O amigo de Proust, Reynaldo Hahn, estava escrevendo o libreto para O Deus Azul [Le Dieu Bleu], balé encomendado por Diaghilev voltado para destacar o talento de V. Nijinsky, adolescente que ele tinha tirado da Rússia aos dezesseis anos de idade para integrar sua companhia parisiense (1909). Nijinsky estreou em Narciso [Narcisse]  obra colaborativa de L. Bakst, M. Fokine e o compositor russo Nicholas Tchrepnin, que estreou em Paris (maio) e foi apresentado depois em Londres (set.). Kasarvina dançou o Eco, quando eclipsou a dança de Nijinski nas performances londrinas; ela foi adorada pelos ingleses e se tornou a grande estrela da companhia na Inglaterra.

Outro balé foi Pétrouchka, com música de I. Stravinski, que estava sendo coreografado e preparado por Fokine para a estréia parisiense, que também reapresentou os balés Carnaval, com música de Schumann; O Espectro da Rosa, além da estréia de trecho da mais russas das óperas, Sadko,  com música de Nikolai Rimski-Korsakov, com coreografia de Fokine e cenários e figurinos de Bóris Anisfeld. O grande sucesso dessa temporada parisiense foi Pétrouchka, balé ambientado por Bakst em São Petersburgo (1870), com a música surpreendente de I. Stravinsky e a orquestra sendo conduzida pelo maestro Pierre Monteux logo no início de sua brilhante carreira. Nijinsky foi muito aplaudido no papel de Pétruschka, que morreu assassinado pelo cruel mouro (Aleksandr Orlov), depois de se apaixonar perdidamente pela Ballerina (Tamara Kasarvina), delicada como boneca de porcelana. A récita inaugural parisiense atrasou, pois Diaghilev precisou pedir emprestado à Misia Sert os quatro mil fancos cobrados pelos figurinos; essa foi uma das inúmeras crises da companhia. O balé foi levado ao palco londrino do Teatro Covent Garden, onde repetiu o sucesso da estréia parisiense (21 junho), com o programa da coroação realizado pouco depois (26 junho, 1911).   
         
Na temporada do próximo ano estrearam quatro novos balés, sendo todas as premières realizadas em Paris: O Deus Azul (Reynaldo Hahn), Daphnis e Chloé (Maurice Ravel), Thamar (Mili Balakirev, do Grupo dos Cinco músicos russos) e o Prélude à l' aprés midi d' un faune (Debussy).

O balé O Deus Azul, com libreto de Jean Cocteau, cenários e figurinos luxuosos de L. Bakst, foi ambientado na India.

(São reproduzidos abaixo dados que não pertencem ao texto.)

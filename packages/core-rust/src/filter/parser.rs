//! Recursive-descent parser for filter expressions.
//!
//! Grammar, lowest precedence first:
//!
//! ```text
//! or         := and ( "||" and )*
//! and        := primary ( "&&" primary )*
//! primary    := "(" or ")" | comparison
//! comparison := operand OPERATOR operand
//! operand    := IDENTIFIER | LITERAL
//! ```

use super::ast::{Expr, Identifier, LogicalOp, Operand, Operator};
use super::lexer::{tokenize, Token, TokenKind};
use crate::error::SyntaxError;

/// Parenthesis nesting limit; keeps hostile input from exhausting the stack.
const MAX_DEPTH: usize = 64;

/// Parses a rule string into an expression tree.
///
/// Empty or whitespace-only input yields [`Expr::AlwaysTrue`].
///
/// # Errors
///
/// Returns a [`SyntaxError`] with the byte offset of the offending token, or
/// the input length when the input ends early.
pub fn parse(input: &str) -> Result<Expr, SyntaxError> {
    let tokens = tokenize(input)?;
    if tokens.is_empty() {
        return Ok(Expr::AlwaysTrue);
    }

    let mut parser = Parser {
        tokens,
        index: 0,
        end: input.len(),
        depth: 0,
    };
    let expr = parser.or_expr()?;
    if let Some(token) = parser.peek() {
        return Err(SyntaxError::new(
            token.position,
            format!("unexpected {}", token.kind),
        ));
    }
    Ok(expr)
}

struct Parser {
    tokens: Vec<Token>,
    index: usize,
    end: usize,
    depth: usize,
}

impl Parser {
    fn peek(&self) -> Option<&Token> {
        self.tokens.get(self.index)
    }

    fn next(&mut self) -> Option<Token> {
        let token = self.tokens.get(self.index).cloned();
        if token.is_some() {
            self.index += 1;
        }
        token
    }

    fn eat(&mut self, kind: &TokenKind) -> bool {
        if self.peek().is_some_and(|t| &t.kind == kind) {
            self.index += 1;
            true
        } else {
            false
        }
    }

    fn error_here(&self, reason: &str) -> SyntaxError {
        match self.peek() {
            Some(token) => SyntaxError::new(
                token.position,
                format!("{reason}, found {}", token.kind),
            ),
            None => SyntaxError::new(self.end, format!("{reason}, found end of input")),
        }
    }

    fn or_expr(&mut self) -> Result<Expr, SyntaxError> {
        let mut children = vec![self.and_expr()?];
        while self.eat(&TokenKind::Or) {
            children.push(self.and_expr()?);
        }
        Ok(collapse(LogicalOp::Or, children))
    }

    fn and_expr(&mut self) -> Result<Expr, SyntaxError> {
        let mut children = vec![self.primary()?];
        while self.eat(&TokenKind::And) {
            children.push(self.primary()?);
        }
        Ok(collapse(LogicalOp::And, children))
    }

    fn primary(&mut self) -> Result<Expr, SyntaxError> {
        if self.peek().is_some_and(|t| t.kind == TokenKind::LParen) {
            let open = self.index;
            if self.depth >= MAX_DEPTH {
                return Err(SyntaxError::new(
                    self.tokens[open].position,
                    "expression nested too deeply",
                ));
            }
            self.index += 1;
            self.depth += 1;
            let inner = self.or_expr()?;
            if !self.eat(&TokenKind::RParen) {
                return Err(self.error_here("expected ')'"));
            }
            self.depth -= 1;
            return Ok(Expr::Group(Box::new(inner)));
        }
        self.comparison()
    }

    fn comparison(&mut self) -> Result<Expr, SyntaxError> {
        let left = self.operand()?;
        let operator = self.operator()?;
        let right = self.operand()?;
        Ok(Expr::Comparison {
            left,
            operator,
            right,
        })
    }

    fn operand(&mut self) -> Result<Operand, SyntaxError> {
        match self.peek().map(|t| &t.kind) {
            Some(TokenKind::Identifier(_) | TokenKind::Literal(_)) => {}
            _ => return Err(self.error_here("expected identifier or literal")),
        }
        match self.next().map(|t| t.kind) {
            Some(TokenKind::Identifier(path)) => Ok(Operand::Identifier(Identifier::parse(&path))),
            Some(TokenKind::Literal(value)) => Ok(Operand::Literal(value)),
            _ => unreachable!("operand token checked above"),
        }
    }

    fn operator(&mut self) -> Result<Operator, SyntaxError> {
        match self.peek().map(|t| &t.kind) {
            Some(TokenKind::Operator(op)) => {
                let op = *op;
                self.index += 1;
                Ok(op)
            }
            _ => Err(self.error_here("expected comparison operator")),
        }
    }
}

fn collapse(op: LogicalOp, mut children: Vec<Expr>) -> Expr {
    if children.len() == 1 {
        children.remove(0)
    } else {
        Expr::Logical { op, children }
    }
}
use std::collections::BTreeMap;

use chrono::{DateTime, SecondsFormat, Utc};
use serde::{Deserialize, Serialize};

use crate::types::Value;

/// A single record of a collection.
///
/// System fields are typed; user fields live in `data`, keyed by the
/// collection's field names. On the wire all of them are flattened into one
/// JSON object.
#[derive(Debug, Clone, PartialEq, Serialize, Deserialize)]
#[serde(rename_all = "camelCase")]
pub struct Record {
    pub id: String,
    pub collection_name: String,
    pub created: DateTime<Utc>,
    pub updated: DateTime<Utc>,
    #[serde(flatten)]
    pub data: BTreeMap<String, Value>,
}

impl Record {
    /// Creates an empty record stamped with the current time.
    #[must_use]
    pub fn new(collection_name: impl Into<String>, id: impl Into<String>) -> Self {
        let now = Utc::now();
        Self {
            id: id.into(),
            collection_name: collection_name.into(),
            created: now,
            updated: now,
            data: BTreeMap::new(),
        }
    }

    #[must_use]
    pub fn with_field(mut self, name: impl Into<String>, value: impl Into<Value>) -> Self {
        self.data.insert(name.into(), value.into());
        self
    }

    /// Reads any field by name, system fields included.
    ///
    /// Dates are rendered as RFC 3339 strings; the schema decides how the
    /// evaluator interprets them.
    #[must_use]
    pub fn field(&self, name: &str) -> Option<Value> {
        match name {
            "id" => Some(Value::String(self.id.clone())),
            "collectionName" => Some(Value::String(self.collection_name.clone())),
            "created" => Some(Value::String(format_datetime(&self.created))),
            "updated" => Some(Value::String(format_datetime(&self.updated))),
            _ => self.data.get(name).cloned(),
        }
    }

    /// Ids stored in a relation field; single ids and id arrays both work.
    #[must_use]
    pub fn relation_ids(&self, name: &str) -> Vec<String> {
        self.data.get(name).map(relation_ids).unwrap_or_default()
    }
}

/// Non-empty ids held by a relation value.
#[must_use]
pub fn relation_ids(value: &Value) -> Vec<String> {
    match value {
        Value::String(id) if !id.is_empty() => vec![id.clone()],
        Value::Array(items) => items
            .iter()
            .filter_map(Value::as_str)
            .filter(|id| !id.is_empty())
            .map(str::to_string)
            .collect(),
        _ => Vec::new(),
    }
}

fn format_datetime(dt: &DateTime<Utc>) -> String {
    dt.to_rfc3339_opts(SecondsFormat::Millis, true)
}

/// Mutation kind carried by a [`RecordEvent`].
#[derive(Debug, Clone, Copy, PartialEq, Eq, Hash, Serialize, Deserialize)]
#[serde(rename_all = "lowercase")]
pub enum RecordAction {
    Create,
    Update,
    Delete,
}

impl RecordAction {
    #[must_use]
    pub fn as_str(self) -> &'static str {
        match self {
            Self::Create => "create",
            Self::Update => "update",
            Self::Delete => "delete",
        }
    }
}

/// One committed mutation, as pushed to realtime subscribers.
///
/// For deletes `record` is the last known state.
#[derive(Debug, Clone, PartialEq, Serialize, Deserialize)]
pub struct RecordEvent {
    pub action: RecordAction,
    pub collection: String,
    pub record: Record,
}

impl RecordEvent {
    #[must_use]
    pub fn new(action: RecordAction, record: Record) -> Self {
        Self {
            action,
            collection: record.collection_name.clone(),
            record,
        }
    }
}

#[cfg(test)]
mod tests {
    use super::*;

    #[test]
    fn system_fields_are_readable() {
        let r = Record::new("posts", "p1").with_field("title", "hello");
        assert_eq!(r.field("id"), Some(Value::from("p1")));
        assert_eq!(r.field("collectionName"), Some(Value::from("posts")));
        assert_eq!(r.field("title"), Some(Value::from("hello")));
        assert!(matches!(r.field("created"), Some(Value::String(_))));
        assert_eq!(r.field("missing"), None);
    }

    #[test]
    fn relation_ids_accept_single_and_many() {
        let r = Record::new("posts", "p1")
            .with_field("author", "u1")
            .with_field("tags", vec!["t1", "", "t2"])
            .with_field("editor", "");
        assert_eq!(r.relation_ids("author"), vec!["u1"]);
        assert_eq!(r.relation_ids("tags"), vec!["t1", "t2"]);
        assert!(r.relation_ids("editor").is_empty());
        assert!(r.relation_ids("missing").is_empty());
    }

    #[test]
    fn event_serializes_flat_record() {
        let r = Record::new("posts", "p1").with_field("title", "hello");
        let event = RecordEvent::new(RecordAction::Update, r);
        let json = serde_json::to_value(&event).unwrap();
        assert_eq!(json["action"], "update");
        assert_eq!(json["collection"], "posts");
        assert_eq!(json["record"]["id"], "p1");
        assert_eq!(json["record"]["collectionName"], "posts");
        assert_eq!(json["record"]["title"], "hello");
    }
}
//! In-memory providers for unit tests.

use std::collections::HashMap;
use std::sync::atomic::{AtomicBool, Ordering};
use std::sync::{Arc, Mutex};

use async_trait::async_trait;

use crate::record::Record;
use crate::schema::Collection;
use crate::traits::{CollectionProvider, RecordProvider};

#[derive(Default)]
pub struct MemoryProvider {
    collections: Mutex<HashMap<String, Arc<Collection>>>,
    records: Mutex<HashMap<String, Vec<Record>>>,
    failing: AtomicBool,
}

impl MemoryProvider {
    pub fn add_collection(&self, collection: Collection) {
        self.collections
            .lock()
            .unwrap()
            .insert(collection.name.clone(), Arc::new(collection));
    }

    pub fn add_record(&self, record: Record) {
        self.records
            .lock()
            .unwrap()
            .entry(record.collection_name.clone())
            .or_default()
            .push(record);
    }

    pub fn collection(&self, name: &str) -> Option<Arc<Collection>> {
        self.collections.lock().unwrap().get(name).cloned()
    }

    pub fn record(&self, collection: &str, id: &str) -> Option<Record> {
        self.records
            .lock()
            .unwrap()
            .get(collection)?
            .iter()
            .find(|r| r.id == id)
            .cloned()
    }

    /// Makes every record lookup fail from now on.
    pub fn fail_lookups(&self) {
        self.failing.store(true, Ordering::SeqCst);
    }

    fn check(&self) -> anyhow::Result<()> {
        if self.failing.load(Ordering::SeqCst) {
            anyhow::bail!("record store unavailable");
        }
        Ok(())
    }
}

#[async_trait]
impl CollectionProvider for MemoryProvider {
    async fn find_collection(&self, name: &str) -> anyhow::Result<Option<Arc<Collection>>> {
        Ok(self.collection(name))
    }
}

#[async_trait]
impl RecordProvider for MemoryProvider {
    async fn find_record(&self, collection: &str, id: &str) -> anyhow::Result<Option<Record>> {
        self.check()?;
        Ok(self.record(collection, id))
    }

    async fn find_records(&self, collection: &str, ids: &[String]) -> anyhow::Result<Vec<Record>> {
        self.check()?;
        Ok(ids
            .iter()
            .filter_map(|id| self.record(collection, id))
            .collect())
    }

    async fn find_all(&self, collection: &str) -> anyhow::Result<Vec<Record>> {
        self.check()?;
        Ok(self
            .records
            .lock()
            .unwrap()
            .get(collection)
            .cloned()
            .unwrap_or_default())
    }
}
//! Shared fixtures: an app with a `users` auth collection and an
//! owner-gated `posts` collection.

#![allow(dead_code)]

use std::sync::Arc;
use std::time::Instant;

use axum::body::Body;
use axum::http::{Request, StatusCode};
use axum::Router;
use rulebase_core::{Collection, CollectionType, FieldDef, FieldType, Record, RuleSet};
use rulebase_server::config::AuthConfig;
use rulebase_server::network::{router, AppState, NetworkConfig, ShutdownController};
use rulebase_server::{App, ServerConfig};
use serde_json::Value;
use tower::ServiceExt;

pub const OWNER_RULE: &str = "author = @request.auth.id";

pub fn app() -> Arc<App> {
    let app = App::new(ServerConfig {
        auth: AuthConfig {
            secret: "integration-secret".to_string(),
            ..AuthConfig::default()
        },
        ..ServerConfig::default()
    });
    app.load_collections(vec![
        Collection::new("users", CollectionType::Auth),
        Collection::new("posts", CollectionType::Base)
            .with_field(FieldDef::new("title", FieldType::Text).required())
            .with_field(FieldDef::new(
                "author",
                FieldType::Relation {
                    collection: "users".to_string(),
                    max_select: None,
                },
            ))
            .with_rules(RuleSet {
                list_rule: Some(OWNER_RULE.to_string()),
                view_rule: Some(OWNER_RULE.to_string()),
                create_rule: Some(
                    "@request.auth.id != '' && @request.data.author = @request.auth.id"
                        .to_string(),
                ),
                update_rule: Some(OWNER_RULE.to_string()),
                delete_rule: None,
            }),
    ])
    .unwrap();
    app
}

/// Inserts a user and returns its bearer token.
pub fn user(app: &App, id: &str) -> String {
    let record = Record::new("users", id).with_field("verified", true);
    app.records.insert(record.clone()).unwrap();
    app.record_token(&record).unwrap()
}

pub fn admin(app: &App) -> String {
    let admin = app.admins.create("root@example.com");
    app.admin_token(&admin).unwrap()
}

pub fn state(app: &Arc<App>, config: NetworkConfig) -> AppState {
    AppState {
        app: Arc::clone(app),
        shutdown: Arc::new(ShutdownController::new()),
        config: Arc::new(config),
        start_time: Instant::now(),
    }
}

pub fn routes(app: &Arc<App>) -> Router {
    router(state(app, NetworkConfig::default()))
}

/// Sends one request through a fresh router and returns status plus JSON
/// body (`Null` when empty).
pub async fn send(
    app: &Arc<App>,
    method: &str,
    uri: &str,
    token: Option<&str>,
    body: Option<Value>,
) -> (StatusCode, Value) {
    let mut builder = Request::builder().method(method).uri(uri);
    if let Some(token) = token {
        builder = builder.header("authorization", format!("Bearer {token}"));
    }
    let request = match body {
        Some(body) => builder
            .header("content-type", "application/json")
            .body(Body::from(body.to_string()))
            .unwrap(),
        None => builder.body(Body::empty()).unwrap(),
    };

    let response = routes(app).oneshot(request).await.unwrap();
    let status = response.status();
    let bytes = axum::body::to_bytes(response.into_body(), usize::MAX)
        .await
        .unwrap();
    let json = if bytes.is_empty() {
        Value::Null
    } else {
        serde_json::from_slice(&bytes).unwrap()
    };
    (status, json)
}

O papel principal coube a Nijinski (Krisna, o Deus Azul), par de Tamara Kasarvina (a Noiva). A música de Hahn foi incapaz de refletir o ambiente indiano e a coreografia do iniciante Fokine também não foi das melhores, salvo a da dança solo da estrela Nijinski cuja pele foi pintada de azul. O bailarino usou traje branco, azul e amarelo canário dos maravilhosos costumes de Bakst para esse espetáculo que alcançou sucesso moderado, nada comparável ao esplendoroso frisson causado por Shéhérezade, quando estreou (Paris, 13 de maio, 1912). Foi somente no ano seguinte que Marcel Proust (1871-1922) publicou seu romance mais conhecido, Em busca do tempo perdido [À la Recherche du Temps Perdu], quando ele comentou a invasão dos Balés Russos no seio da sociedade parisiense, que criaram profunda revolução de costumes nessa mesma sociedade ávida por conhecer suas principais estrelas, os escritores, músicos, bailarinos, cenógrafos e figurinistas, de várias nacionalidades, contratados por Diaghilev para criarem  seus espetáculos revolucionários.

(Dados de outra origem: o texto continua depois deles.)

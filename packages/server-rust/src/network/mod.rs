//! HTTP and realtime transport: configuration, middleware, handlers and
//! the server lifecycle with graceful shutdown.

pub mod config;
pub mod handlers;
pub mod middleware;
pub mod module;
pub mod shutdown;

pub use config::*;
pub use handlers::AppState;
pub use module::{router, NetworkModule};
pub use shutdown::*;
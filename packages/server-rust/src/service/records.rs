//! Rule-gated record CRUD.
//!
//! Every operation resolves the collection, fetches its compiled rules and
//! asks the resolver before touching the store. Committed mutations are
//! published to the realtime dispatcher.
//!
//! Mutations of one collection run one at a time under that collection's
//! commit lock, held from the read of the current record until the event
//! is queued on the dispatch lane. Lane order is therefore commit order,
//! and an update always merges into the latest stored state.

use std::collections::BTreeMap;
use std::sync::Arc;

use dashmap::DashMap;
use rulebase_core::{
    can_perform, parse, Collection, CollectionType, Evaluator, Expr, Record,
    RecordAction, RecordEvent, RequestContext, Rule, RuleOperation, ValidationResult, Value,
};
use tokio::sync::{Mutex, OwnedMutexGuard};
use tracing::debug;

use crate::error::ApiError;
use crate::realtime::Dispatcher;
use crate::rules::RuleCache;
use crate::storage::{generate_id, is_valid_id, CollectionStore, MemoryRecordStore, MAX_ID_LENGTH};

/// Fields clients may not set directly.
const SYSTEM_KEYS: [&str; 4] = ["id", "created", "updated", "collectionName"];

pub struct RecordService {
    collections: Arc<CollectionStore>,
    records: Arc<MemoryRecordStore>,
    rules: Arc<RuleCache>,
    dispatcher: Arc<Dispatcher>,
    commit_locks: DashMap<String, Arc<Mutex<()>>>,
}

Vaslav Nijinski se transformou do dia para a noite na grande estrela da temporada européia da companhia e conquistou todas as platéias por onde ele dançou. Várias fotografias do balé O Espectro da Rosa [Le Spectre de la Rose], sendo uma do desenho de figurinos de Bakst, outra de Nijinski na dança solo e outra dele com Tamara Kasarvina, no Pas de Deux, bem como a fotografia do cartaz de Jean Cocteau para a produção, se encontram reproduzidas (SHEAD, 1989: 40-42).